WHAT TO WORK ON> What you produce should be every line from the data that includes "SqlitePool".

━━━━

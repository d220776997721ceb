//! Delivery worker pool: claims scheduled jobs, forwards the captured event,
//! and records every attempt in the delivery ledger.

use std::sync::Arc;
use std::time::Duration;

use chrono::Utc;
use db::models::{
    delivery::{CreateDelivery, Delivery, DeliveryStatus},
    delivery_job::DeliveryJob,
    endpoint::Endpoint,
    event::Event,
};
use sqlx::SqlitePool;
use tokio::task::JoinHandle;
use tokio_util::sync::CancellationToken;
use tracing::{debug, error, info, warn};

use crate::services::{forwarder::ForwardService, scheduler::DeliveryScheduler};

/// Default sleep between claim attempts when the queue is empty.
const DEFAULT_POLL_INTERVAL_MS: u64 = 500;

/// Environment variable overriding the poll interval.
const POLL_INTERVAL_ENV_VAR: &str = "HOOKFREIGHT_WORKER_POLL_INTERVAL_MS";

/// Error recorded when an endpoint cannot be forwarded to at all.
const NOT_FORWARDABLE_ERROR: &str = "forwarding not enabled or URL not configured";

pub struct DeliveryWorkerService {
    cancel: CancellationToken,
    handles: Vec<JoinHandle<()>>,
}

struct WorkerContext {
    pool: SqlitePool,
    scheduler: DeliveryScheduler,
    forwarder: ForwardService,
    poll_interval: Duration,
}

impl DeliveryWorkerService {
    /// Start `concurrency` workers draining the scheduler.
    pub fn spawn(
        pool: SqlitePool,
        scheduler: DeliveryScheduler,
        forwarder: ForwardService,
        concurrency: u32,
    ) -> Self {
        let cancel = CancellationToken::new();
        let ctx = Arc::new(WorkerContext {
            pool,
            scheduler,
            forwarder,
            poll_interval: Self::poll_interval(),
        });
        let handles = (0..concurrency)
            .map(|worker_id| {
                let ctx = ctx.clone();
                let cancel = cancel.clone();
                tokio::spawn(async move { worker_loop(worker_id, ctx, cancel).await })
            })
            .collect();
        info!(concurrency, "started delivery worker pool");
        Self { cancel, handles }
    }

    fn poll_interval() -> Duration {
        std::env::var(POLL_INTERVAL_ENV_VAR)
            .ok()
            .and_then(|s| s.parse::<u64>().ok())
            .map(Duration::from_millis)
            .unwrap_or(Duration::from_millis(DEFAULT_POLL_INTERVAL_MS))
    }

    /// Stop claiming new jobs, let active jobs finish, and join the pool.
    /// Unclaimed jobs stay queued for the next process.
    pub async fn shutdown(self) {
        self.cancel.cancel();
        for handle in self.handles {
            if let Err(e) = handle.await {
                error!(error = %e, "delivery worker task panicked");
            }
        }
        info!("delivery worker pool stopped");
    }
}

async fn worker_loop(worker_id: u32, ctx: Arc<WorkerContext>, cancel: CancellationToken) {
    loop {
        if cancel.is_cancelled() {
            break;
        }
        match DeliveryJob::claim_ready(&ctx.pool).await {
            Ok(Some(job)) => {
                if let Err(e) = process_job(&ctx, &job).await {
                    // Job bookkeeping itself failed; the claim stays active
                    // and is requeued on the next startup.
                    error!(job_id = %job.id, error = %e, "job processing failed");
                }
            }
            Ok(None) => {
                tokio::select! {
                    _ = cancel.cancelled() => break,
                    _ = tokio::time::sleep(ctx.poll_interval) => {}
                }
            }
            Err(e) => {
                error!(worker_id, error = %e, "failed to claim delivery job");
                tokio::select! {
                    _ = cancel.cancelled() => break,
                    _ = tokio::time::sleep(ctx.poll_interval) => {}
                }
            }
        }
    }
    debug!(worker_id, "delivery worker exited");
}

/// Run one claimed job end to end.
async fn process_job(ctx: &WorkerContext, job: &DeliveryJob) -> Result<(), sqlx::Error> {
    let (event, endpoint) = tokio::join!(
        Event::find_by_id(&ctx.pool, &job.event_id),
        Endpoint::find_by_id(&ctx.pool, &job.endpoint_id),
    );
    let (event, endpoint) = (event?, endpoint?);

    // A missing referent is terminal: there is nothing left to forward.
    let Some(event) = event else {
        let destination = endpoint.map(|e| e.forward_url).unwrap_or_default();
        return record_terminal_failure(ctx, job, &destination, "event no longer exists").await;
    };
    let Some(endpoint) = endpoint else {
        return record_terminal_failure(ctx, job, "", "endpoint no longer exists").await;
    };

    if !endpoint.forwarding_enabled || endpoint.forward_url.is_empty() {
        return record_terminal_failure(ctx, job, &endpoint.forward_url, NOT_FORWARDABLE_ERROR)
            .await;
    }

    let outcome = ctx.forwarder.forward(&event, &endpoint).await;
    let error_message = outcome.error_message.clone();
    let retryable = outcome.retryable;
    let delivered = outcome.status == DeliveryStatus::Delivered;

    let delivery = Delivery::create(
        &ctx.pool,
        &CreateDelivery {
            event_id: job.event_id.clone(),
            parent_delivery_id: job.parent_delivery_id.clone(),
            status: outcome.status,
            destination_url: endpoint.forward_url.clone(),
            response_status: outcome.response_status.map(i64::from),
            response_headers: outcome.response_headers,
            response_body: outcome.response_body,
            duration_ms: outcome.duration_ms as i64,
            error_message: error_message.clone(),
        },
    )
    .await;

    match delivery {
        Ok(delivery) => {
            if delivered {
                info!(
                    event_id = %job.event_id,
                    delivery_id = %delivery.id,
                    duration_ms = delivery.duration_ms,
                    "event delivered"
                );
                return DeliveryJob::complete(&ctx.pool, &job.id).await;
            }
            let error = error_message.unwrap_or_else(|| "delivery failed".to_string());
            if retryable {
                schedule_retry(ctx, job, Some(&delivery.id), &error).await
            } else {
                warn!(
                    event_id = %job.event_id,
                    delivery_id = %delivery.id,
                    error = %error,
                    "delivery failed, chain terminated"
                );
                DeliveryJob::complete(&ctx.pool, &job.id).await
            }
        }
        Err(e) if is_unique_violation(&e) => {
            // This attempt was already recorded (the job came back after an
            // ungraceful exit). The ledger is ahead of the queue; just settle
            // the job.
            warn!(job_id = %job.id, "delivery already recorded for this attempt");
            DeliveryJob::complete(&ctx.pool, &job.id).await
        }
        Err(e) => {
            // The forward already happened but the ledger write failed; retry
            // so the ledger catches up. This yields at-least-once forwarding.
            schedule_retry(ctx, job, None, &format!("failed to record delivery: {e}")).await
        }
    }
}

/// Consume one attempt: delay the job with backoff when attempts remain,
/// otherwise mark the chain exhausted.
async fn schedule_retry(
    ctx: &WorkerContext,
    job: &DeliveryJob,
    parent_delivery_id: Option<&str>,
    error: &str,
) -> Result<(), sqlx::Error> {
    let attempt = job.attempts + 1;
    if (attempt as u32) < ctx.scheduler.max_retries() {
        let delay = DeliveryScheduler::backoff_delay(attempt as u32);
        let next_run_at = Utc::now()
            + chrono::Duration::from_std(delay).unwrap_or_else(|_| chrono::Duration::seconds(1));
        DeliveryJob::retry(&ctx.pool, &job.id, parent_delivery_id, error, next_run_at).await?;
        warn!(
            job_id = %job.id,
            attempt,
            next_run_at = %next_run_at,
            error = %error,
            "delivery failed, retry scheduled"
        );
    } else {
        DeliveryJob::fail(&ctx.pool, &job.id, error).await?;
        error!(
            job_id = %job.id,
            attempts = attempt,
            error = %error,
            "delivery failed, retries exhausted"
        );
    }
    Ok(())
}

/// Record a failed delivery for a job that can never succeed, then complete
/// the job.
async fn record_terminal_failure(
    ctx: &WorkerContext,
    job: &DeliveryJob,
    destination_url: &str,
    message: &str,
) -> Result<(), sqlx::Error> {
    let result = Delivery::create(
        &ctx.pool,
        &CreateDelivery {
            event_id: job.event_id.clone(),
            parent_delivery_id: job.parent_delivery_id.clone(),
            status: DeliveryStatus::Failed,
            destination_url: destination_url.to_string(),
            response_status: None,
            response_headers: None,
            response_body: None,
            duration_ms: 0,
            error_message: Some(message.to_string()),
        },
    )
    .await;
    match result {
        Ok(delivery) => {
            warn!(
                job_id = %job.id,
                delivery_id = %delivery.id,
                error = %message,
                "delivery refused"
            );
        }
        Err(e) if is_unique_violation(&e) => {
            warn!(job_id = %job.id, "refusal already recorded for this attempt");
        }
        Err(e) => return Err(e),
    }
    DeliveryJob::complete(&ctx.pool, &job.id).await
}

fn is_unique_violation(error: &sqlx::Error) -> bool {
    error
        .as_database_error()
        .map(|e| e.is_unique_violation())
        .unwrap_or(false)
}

━━━━

TASK RESPONSE>
use sqlx::SqlitePool;
    pool: SqlitePool,
        pool: SqlitePool,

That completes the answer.